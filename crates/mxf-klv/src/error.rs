//! Errors for the KLV/TLV/Primer layer (wraps `mxf_core::Error`, §7).

use thiserror::Error;

#[derive(Debug, Error)]
pub enum Error {
    #[error("core error: {0}")]
    Core(#[from] mxf_core::Error),

    #[error("truncated packet: need {need} bytes, have {have}")]
    TruncatedPacket { need: usize, have: usize },

    #[error("local tag 0x{0:04X} has no Primer entry")]
    UnknownLocalTag(u16),

    #[error("local tag range exhausted: no dynamic tags left below 0xFFFF")]
    TagRangeExhausted,
}

pub type Result<T> = std::result::Result<T, Error>;
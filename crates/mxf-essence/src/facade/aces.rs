//! ACES picture essence façade (academy OpenEXR container, §1 item 14).
//!
//! Stereoscopic EXR layouts (6- or 8-channel, left+right image planes in one
//! frame) are rejected with [`Error::NotImpl`]: whether stereo ACES belongs
//! in this core is an open question spec.md §9 leaves unresolved, and the
//! single-image `ACESPictureSubDescriptor` this façade builds has no field
//! to carry a second eye's transfer/primaries metadata.

use mxf_core::Rational;
use mxf_crypto::SecureRng;
use mxf_metadata::builders;

use super::{dict_ul, random_uid, EssenceProfile};
use crate::writer::WrapMode;
use crate::{Error, Result};

#[derive(Debug, Clone, Copy)]
pub struct AcesParams {
    pub edit_rate: Rational,
    pub stored_width: u32,
    pub stored_height: u32,
    pub aspect_ratio: Rational,
    /// EXR channel count (e.g. 3 = RGB, 4 = RGBA). 6/8 = stereo, rejected.
    pub channel_count: u32,
    pub linked_track_id: u32,
    pub max_frame_size: Option<u32>,
}

pub fn build(params: AcesParams, rng: &dyn SecureRng) -> Result<EssenceProfile> {
    if params.channel_count == 6 || params.channel_count == 8 {
        return Err(Error::NotImpl("stereoscopic ACES EXR (6/8-channel) layouts"));
    }

    let essence_container = dict_ul("ACESEssenceFrame")?;
    let essence_element_key = dict_ul("ACESEssence")?;
    let data_definition = dict_ul("PictureDataDefinition")?;

    let mut descriptor = builders::new_descriptor(
        "RGBAEssenceDescriptor",
        random_uid(rng)?,
        params.edit_rate,
        essence_container,
        essence_element_key,
        0,
        params.linked_track_id,
    )?;
    descriptor.set_u32("StoredWidth", params.stored_width)?;
    descriptor.set_u32("StoredHeight", params.stored_height)?;
    descriptor.set_rational("AspectRatio", params.aspect_ratio)?;

    let sub_descriptor_id = random_uid(rng)?;
    let sub_descriptor = builders::new_sub_descriptor("ACESPictureSubDescriptor", sub_descriptor_id)?;
    descriptor.set_batch_uuid("SubDescriptors", vec![sub_descriptor_id])?;

    Ok(EssenceProfile {
        essence_container,
        essence_element_key,
        data_definition,
        wrap_mode: WrapMode::Frame,
        cbr_sample_size: params.max_frame_size,
        descriptor,
        sub_descriptors: vec![sub_descriptor],
    })
}

#[cfg(test)]
mod tests {
    use super::*;
    use mxf_crypto::OpensslCrypto;

    fn sample_params(channel_count: u32) -> AcesParams {
        AcesParams {
            edit_rate: Rational::new(24, 1),
            stored_width: 2048,
            stored_height: 1080,
            aspect_ratio: Rational::new(17, 9),
            channel_count,
            linked_track_id: 1,
            max_frame_size: None,
        }
    }

    #[test]
    fn builds_mono_descriptor() {
        let rng = OpensslCrypto;
        let profile = build(sample_params(4), &rng).unwrap();
        assert_eq!(profile.sub_descriptors[0].kind_name, "ACESPictureSubDescriptor");
    }

    #[test]
    fn rejects_stereo_channel_counts() {
        let rng = OpensslCrypto;
        assert!(matches!(build(sample_params(6), &rng), Err(Error::NotImpl(_))));
        assert!(matches!(build(sample_params(8), &rng), Err(Error::NotImpl(_))));
    }
}
//! Frame-wrap/clip-wrap writer and reader, writer/reader lifecycle state
//! machine, and per-codec essence façades (§4.8-§4.12, §6.2).

pub mod error;
pub mod facade;
pub mod frame_buffer;
pub mod header;
pub mod options;
pub mod reader;
pub mod state;
pub mod writer;
pub mod writer_info;

pub use error::{Error, Result};
pub use facade::EssenceProfile;
pub use frame_buffer::FrameBuffer;
pub use options::{IndexStrategy, WriteOptions};
pub use reader::Reader;
pub use state::{ReaderState, WriterState};
pub use writer::{Crypto, WrapMode, Writer};
pub use writer_info::{LabelSetType, WriterInfo};
//! Writer/reader lifecycle state machine (§4.11).
//!
//! ```text
//! BEGIN → INIT      (file opened for write)
//! INIT  → READY     (essence descriptor set, source stream configured)
//! READY → RUNNING   (first WriteFrame)
//! RUNNING → RUNNING (subsequent WriteFrames; periodic partition break)
//! RUNNING → FINAL   (Finalize)
//! ```

use crate::{Error, Result};

#[derive(Debug, Clone, Copy, PartialEq, Eq)]
pub enum WriterState {
    Begin,
    Init,
    Ready,
    Running,
    Final,
}

impl WriterState {
    fn name(self) -> &'static str {
        match self {
            WriterState::Begin => "Begin",
            WriterState::Init => "Init",
            WriterState::Ready => "Ready",
            WriterState::Running => "Running",
            WriterState::Final => "Final",
        }
    }

    pub fn require(self, expected: &[WriterState], attempted: &'static str) -> Result<()> {
        if expected.contains(&self) {
            Ok(())
        } else {
            Err(Error::State { state: self.name(), attempted })
        }
    }
}

#[derive(Debug, Clone, Copy, PartialEq, Eq)]
pub enum ReaderState {
    Begin,
    Open,
    Closed,
}

impl ReaderState {
    fn name(self) -> &'static str {
        match self {
            ReaderState::Begin => "Begin",
            ReaderState::Open => "Open",
            ReaderState::Closed => "Closed",
        }
    }

    pub fn require(self, expected: &[ReaderState], attempted: &'static str) -> Result<()> {
        if expected.contains(&self) {
            Ok(())
        } else {
            Err(Error::State { state: self.name(), attempted })
        }
    }
}
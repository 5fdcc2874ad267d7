//! Command-line surface for the reference `mxfwrap` tool (§6.3). Argument
//! parsing and file discovery are explicitly out of the core's scope (§1);
//! this binary is the thin external collaborator that only calls into
//! `mxf_essence`'s reader/writer API.

use std::path::PathBuf;

use clap::Parser;

#[derive(Debug, Parser)]
#[command(name = "mxfwrap", about = "Wrap essence into an AS-02 MXF track file")]
pub struct Args {
    /// Essence type: jp2k, jxs, aces, pcm, iab, isxd, timed-text.
    #[arg(long = "essence-type")]
    pub essence_type: String,

    /// Input: a single media file, or a directory of per-frame codestreams
    /// (sorted by filename, one file per edit unit).
    #[arg(long)]
    pub input: PathBuf,

    /// Output MXF track file path.
    #[arg(long)]
    pub output: PathBuf,

    /// Edit rate as `numerator/denominator`, e.g. `24/1` or `30000/1001`.
    #[arg(long = "edit-rate", default_value = "24/1")]
    pub edit_rate: String,

    /// Picture: stored width in pixels.
    #[arg(long, default_value_t = 1920)]
    pub width: u32,

    /// Picture: stored height in pixels.
    #[arg(long, default_value_t = 1080)]
    pub height: u32,

    /// Picture: aspect ratio as `numerator:denominator`.
    #[arg(long = "aspect-ratio", default_value = "16:9")]
    pub aspect_ratio: String,

    /// Picture: ST 377-1 Table 29 FrameLayout code.
    #[arg(long = "frame-layout", default_value_t = 0)]
    pub frame_layout: u8,

    /// Picture: fixed per-frame byte count, if every frame is padded to it
    /// (enables a CBR index; omit for variable-size codestreams).
    #[arg(long = "max-frame-size")]
    pub max_frame_size: Option<u32>,

    /// ACES: EXR channel count. 6/8 (stereo) are rejected.
    #[arg(long = "channel-count", default_value_t = 4)]
    pub channel_count: u32,

    /// Audio: sample rate as `numerator/denominator`, e.g. `48000/1`.
    #[arg(long = "audio-sampling-rate", default_value = "48000/1")]
    pub audio_sampling_rate: String,

    /// Audio: quantization bits per sample.
    #[arg(long = "quantization-bits", default_value_t = 24)]
    pub quantization_bits: u32,

    /// Audio: block align (bytes per sample frame, all channels).
    #[arg(long = "block-align", default_value_t = 6)]
    pub block_align: u16,

    /// RFC 5646 language tag, used by TimedText/IAB descriptors.
    #[arg(long)]
    pub language: Option<String>,

    /// MCA (multichannel audio) label expression, e.g. `L,R,C,LFE`.
    #[arg(long = "mca-labels")]
    pub mca_labels: Option<String>,

    /// Color system selector (informational; not yet threaded into the
    /// descriptor's representative property set).
    #[arg(long = "color-system")]
    pub color_system: Option<String>,

    /// Reserved header region size in bytes (minimum 16384).
    #[arg(long = "header-size", default_value_t = 16384)]
    pub header_size: u64,

    /// Partition spacing, in seconds (frame-wrap only).
    #[arg(long = "partition-space", default_value_t = 1.0)]
    pub partition_space: f64,

    /// Explicit asset UUID override (32 hex characters), otherwise random.
    #[arg(long = "asset-id")]
    pub asset_id: Option<String>,

    /// AES-CBC-128 key, 32 hex characters. Enables encryption.
    #[arg(long = "encryption-key")]
    pub encryption_key: Option<String>,

    /// Cryptographic key ID (32 hex characters), otherwise random.
    #[arg(long = "key-id")]
    pub key_id: Option<String>,

    /// Write an HMAC-SHA1 MIC on every encrypted frame.
    #[arg(long = "write-hmac")]
    pub write_hmac: bool,
}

============

# Exercise instructions:
Print, exactly as written, the first line of the records above and each line after it until the line with "stereo ACES belongs", which is printed too.

# Output:
filename crates/mxf-klv/src/error.rs
//! Errors for the KLV/TLV/Primer layer (wraps `mxf_core::Error`, §7).

use thiserror::Error;

#[derive(Debug, Error)]
pub enum Error {
    #[error("core error: {0}")]
    Core(#[from] mxf_core::Error),

    #[error("truncated packet: need {need} bytes, have {have}")]
    TruncatedPacket { need: usize, have: usize },

    #[error("local tag 0x{0:04X} has no Primer entry")]
    UnknownLocalTag(u16),

    #[error("local tag range exhausted: no dynamic tags left below 0xFFFF")]
    TagRangeExhausted,
}

pub type Result<T> = std::result::Result<T, Error>;
filename crates/mxf-essence/src/facade/aces.rs
//! ACES picture essence façade (academy OpenEXR container, §1 item 14).
//!
//! Stereoscopic EXR layouts (6- or 8-channel, left+right image planes in one
//! frame) are rejected with [`Error::NotImpl`]: whether stereo ACES belongs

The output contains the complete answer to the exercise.